(Originally published by Florida Voices)
A few years ago I was back in my home state of Texas visiting relatives. I drove I-35 between Fort Worth and Waco, a road I had traveled, oh, maybe 10,000 times, when I spotted a sign advertising kolaches at the exit for the town of West.
I pulled off at that exit and 20 minutes later drove away happy.
Kolaches, you must know, are Czech pastries with jellied fruit filling, sort of like a Danish only thicker. But they also come in a variety with a link sausage baked into the roll. To live in Central Texas is to clamor for kolaches.
We know about these things because of our fellow Texans whose Czech ancestors settled in the towns around Waco and Bryan – Dime Box, Old Dime Box, Caldwell and West.
Those little towns don’t have much, but what they do have are bakeries or mom-and-pop roadside stores whose owners still make kolaches. We thought nothing of driving 20 miles over farm-to-market roads to bring home white pasteboard boxes filled with fresh pastries.
The land around West is black clay prairie – open, mostly cleared of post oaks, rolling country ideal for growing cotton and sorghum.

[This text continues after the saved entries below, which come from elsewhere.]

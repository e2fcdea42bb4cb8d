//! Tag reader firmware library.
//!
//! A contactless tag reader with a durable outbox of scan records and an
//! LED ring + buzzer for feedback.  Everything above the port traits in
//! [`app::ports`] is plain Rust and runs on the host; ESP-IDF specifics are
//! guarded by `#[cfg(target_os = "espidf")]` inside each module.

#![deny(unused_must_use)]

pub mod access;
pub mod adapters;
pub mod app;
pub mod config;
pub mod drivers;
pub mod error;
pub mod feedback;
pub mod pins;
pub mod queue;
pub mod scanner;
pub mod scheduler;

pub use error::{Error, QueueError, RecordError};
pub use queue::DurableQueue;
pub use queue::record::{ReadEvent, Record, TagId};
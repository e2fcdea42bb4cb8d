//! Passive piezo buzzer on an LEDC channel.
//!
//! A tone is a square wave: the LEDC timer frequency sets the pitch and the
//! duty sets the loudness (50% is the loudest a piezo gets).  `volume`
//! 0–255 maps linearly onto duty 0–50%.

use log::debug;

use crate::app::ports::AudioPort;

/// Duty at full volume (half of the 8-bit range).
const MAX_DUTY: u32 = 1 << (crate::pins::BUZZER_DUTY_BITS - 1);

pub fn volume_to_duty(volume: u8) -> u32 {
    u32::from(volume) * MAX_DUTY / 255
}

pub struct Buzzer {
    sounding: Option<u32>,
}

impl Default for Buzzer {
    fn default() -> Self {
        Self::new()
    }
}

impl Buzzer {
    /// Expects [`hw_init::init_buzzer`](super::hw_init::init_buzzer) to
    /// have configured the LEDC timer and channel.
    pub fn new() -> Self {
        Self { sounding: None }
    }

    /// Frequency currently sounding, if any.
    pub fn sounding(&self) -> Option<u32> {
        self.sounding
    }
}

impl AudioPort for Buzzer {
    fn tone(&mut self, frequency_hz: u32, volume: u8) {
        debug!("Buzzer: {}Hz vol={}", frequency_hz, volume);
        super::hw_init::buzzer_set(frequency_hz, volume_to_duty(volume));
        self.sounding = Some(frequency_hz);
    }

    fn silence(&mut self) {
        super::hw_init::buzzer_set(0, 0);
        self.sounding = None;
    }
}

I don’t know West, but I’m sure it’s like hundreds of other small towns in that region, a place where life is dominated by the concerns of agriculture – weather, commodity prices, fuel prices – and by rural institutions – school, church and small businesses. Fertilizer plants are not uncommon around there.
By one news account, last week’s explosion at the West Fertilizer Company plant that killed at least 14 people and leveled buildings for a mile in all directions destroyed an elementary school and maybe irreparably damaged the middle and high schools as well. It’s not hard to imagine that the folks in West are thanking God that the fire at that plant didn’t start in the middle of the day, when kids would have been in those classrooms. Perhaps that’s one of the miracles to be contemplated in the aftermath of the disaster.
Armchair theologians – as well as reporters who haven’t set foot in a church since the day they were confirmed – asked the tired, old question, “Where was God in West, Texas, when the plant exploded?” One possible answer is that God was cursing the state and federal agencies that had not properly inspected that plant, by one news account, since 1985.
The explosion appears to be due to the deadly conjunction of good intentions and negligence.
The Huffington Post reported that the current owner of the plant is a local farmer, described as a good man who had bought it several years ago to keep it open for the benefit of farms in the area. The plant manager had been in charge for decades, and it’s easy to imagine that the owner simply turned the operation over to the manager, who kept running the plant as he always had.
Missing in action were any inspectors who might have questioned whether the tons of ammonium nitrate in the plant were properly stored.
At least since 1995, when Timothy McVeigh used that same substance to kill 168 people in Oklahoma City, you’d think some federal and state agencies would have redoubled their efforts to check fertilizer plants, but a place like West tends to get overlooked, in more ways than one. Until something like this happens anyway, and then government officials begin looking for the nearest place to point a finger.
The Republicans who largely have run Texas since 1995 ought to point that finger right at themselves. This is a party that abhors government oversight and figures that little operations like West Fertilizer are much better off if they’re left alone. It was, and we see the result.
Inspections might well have shuttered that plant, and the farming community would have been inconvenienced, but it would have survived.
Last week, 14 people didn’t, and West, Texas, may never recover. If I ever again am fortunate enough to get my hands on a Central Texas kolache, I expect it to taste just a little bitter.